§ **LISTED ENTRIES**
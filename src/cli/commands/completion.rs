//! completion command - Generate shell completion scripts

use crate::cli::args::{Cli, Shell};
use anyhow::Result;
use clap::CommandFactory;
use clap_complete::{generate, shells};

/// Generate shell completion scripts.
pub fn completion(shell: Shell) -> Result<()> {
    let mut cmd = Cli::command();
    let name = cmd.get_name().to_string();
    let mut out = std::io::stdout();

    match shell {
        Shell::Bash => generate(shells::Bash, &mut cmd, &name, &mut out),
        Shell::Zsh => generate(shells::Zsh, &mut cmd, &name, &mut out),
        Shell::Fish => generate(shells::Fish, &mut cmd, &name, &mut out),
        Shell::PowerShell => generate(shells::PowerShell, &mut cmd, &name, &mut out),
    }

    Ok(())
}
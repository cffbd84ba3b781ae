//! ui
//!
//! User interaction utilities.
//!
//! # Modules
//!
//! - [`output`] - Output formatting and display
//!
//! # Design
//!
//! All human-facing output goes through this module so that quiet mode
//! and the stdout/stderr split are handled in one place.

pub mod output;
//! render command - Color a lattice and write it as a VTK mesh

use std::fs::{self, File};
use std::io::{self, Write};
use std::path::{Path, PathBuf};

use anyhow::{Context as _, Result};

use super::{load_config, resolve_dimensions, verbosity};
use crate::cli::args::GridArgs;
use crate::engine::{self, ColoredLattice, Context, PipelineOptions};
use crate::export::{MeshExporter, VtkWriter};
use crate::ui::output;

/// Color a lattice and write the mesh to `out_path` (or stdout).
///
/// Color usage goes to stderr unless `no_stats` is set or config disables
/// it. `verify` (or `verify = true` in config) checks the coloring before
/// anything is written.
pub fn render(
    ctx: &Context,
    grid: GridArgs,
    out_path: Option<&Path>,
    no_stats: bool,
    verify: bool,
) -> Result<()> {
    let config = load_config(ctx)?;
    let dims = resolve_dimensions(grid, &config)?;
    let options = PipelineOptions {
        verify: verify || config.verify(),
    };
    output::debug(
        format!("rendering {} lattice (verify: {})", dims, options.verify),
        verbosity(ctx),
    );

    let lattice = engine::color_lattice(dims, &options)?;
    let writer = VtkWriter::new(config.vtk_title(), config.scalar_name());

    match out_path {
        Some(path) => {
            write_file_atomic(path, &writer, &lattice)?;
            output::debug(format!("wrote {}", path.display()), verbosity(ctx));
        }
        None => {
            let stdout = io::stdout();
            let mut lock = stdout.lock();
            writer
                .export(dims, &lattice.graph, &lattice.coloring, &mut lock)
                .context("Failed to write mesh to stdout")?;
            lock.flush().context("Failed to write mesh to stdout")?;
        }
    }

    if !no_stats && config.stats() {
        output::note(output::format_usage(&lattice.coloring.usage()), verbosity(ctx));
    }

    Ok(())
}

/// Sibling path the mesh is staged in before it replaces `path`.
fn staging_path(path: &Path) -> PathBuf {
    let name = path
        .file_name()
        .map(|n| n.to_string_lossy().into_owned())
        .unwrap_or_else(|| "mesh".into());
    path.with_file_name(format!(".{}.tmp", name))
}

/// Write the mesh to a temporary sibling and rename it over `path`.
///
/// An existing file at `path` is left untouched if writing fails.
fn write_file_atomic(path: &Path, writer: &VtkWriter, lattice: &ColoredLattice) -> Result<()> {
    let temp_path = staging_path(path);

    let result = File::create(&temp_path)
        .with_context(|| format!("Failed to create '{}'", temp_path.display()))
        .and_then(|mut file| {
            writer
                .export(lattice.dims, &lattice.graph, &lattice.coloring, &mut file)
                .with_context(|| format!("Failed to write '{}'", path.display()))?;
            file.sync_all()
                .with_context(|| format!("Failed to write '{}'", path.display()))
        })
        .and_then(|()| {
            fs::rename(&temp_path, path)
                .with_context(|| format!("Failed to replace '{}'", path.display()))
        });

    if result.is_err() {
        // Cleanup failure is secondary to the write error.
        let _ = fs::remove_file(&temp_path);
    }
    result
}

#[cfg(test)]
mod tests {
    use super::*;
    use crate::core::types::Dimensions;
    use tempfile::TempDir;

    fn lattice(rows: u32, cols: u32) -> ColoredLattice {
        let dims = Dimensions::new(rows, cols).unwrap();
        engine::color_lattice(dims, &PipelineOptions::default()).unwrap()
    }

    #[test]
    fn staging_path_is_hidden_sibling() {
        assert_eq!(
            staging_path(Path::new("/out/grid.vtk")),
            PathBuf::from("/out/.grid.vtk.tmp")
        );
    }

    #[test]
    fn replaces_existing_file() {
        let dir = TempDir::new().unwrap();
        let path = dir.path().join("grid.vtk");
        fs::write(&path, "old contents").unwrap();

        write_file_atomic(&path, &VtkWriter::default(), &lattice(1, 2)).unwrap();

        let written = fs::read_to_string(&path).unwrap();
        assert!(written.starts_with("# vtk DataFile Version 2.0\n"));
        assert!(!staging_path(&path).exists());
    }

    #[test]
    fn failed_write_keeps_existing_file() {
        let dir = TempDir::new().unwrap();
        let path = dir.path().join("grid.vtk");
        fs::write(&path, "old contents").unwrap();
        // A directory in the staging slot makes File::create fail.
        fs::create_dir(staging_path(&path)).unwrap();

        let err = write_file_atomic(&path, &VtkWriter::default(), &lattice(2, 2)).unwrap_err();

        assert!(format!("{:#}", err).contains("Failed to create"));
        assert_eq!(fs::read_to_string(&path).unwrap(), "old contents");
    }

    #[test]
    fn failed_export_keeps_existing_file() {
        let dir = TempDir::new().unwrap();
        let path = dir.path().join("grid.vtk");
        fs::write(&path, "old contents").unwrap();

        let mut broken = lattice(2, 2);
        broken.dims = Dimensions::new(3, 3).unwrap();

        assert!(write_file_atomic(&path, &VtkWriter::default(), &broken).is_err());
        assert_eq!(fs::read_to_string(&path).unwrap(), "old contents");
        assert!(!staging_path(&path).exists());
    }
}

§ **WORK ORDER**
All lines above that hold the string "written" should be copied.

§ **EXERCISE RESULT**
/// anything is written.
        let written = fs::read_to_string(&path).unwrap();
        assert!(written.starts_with("# vtk DataFile Version 2.0\n"));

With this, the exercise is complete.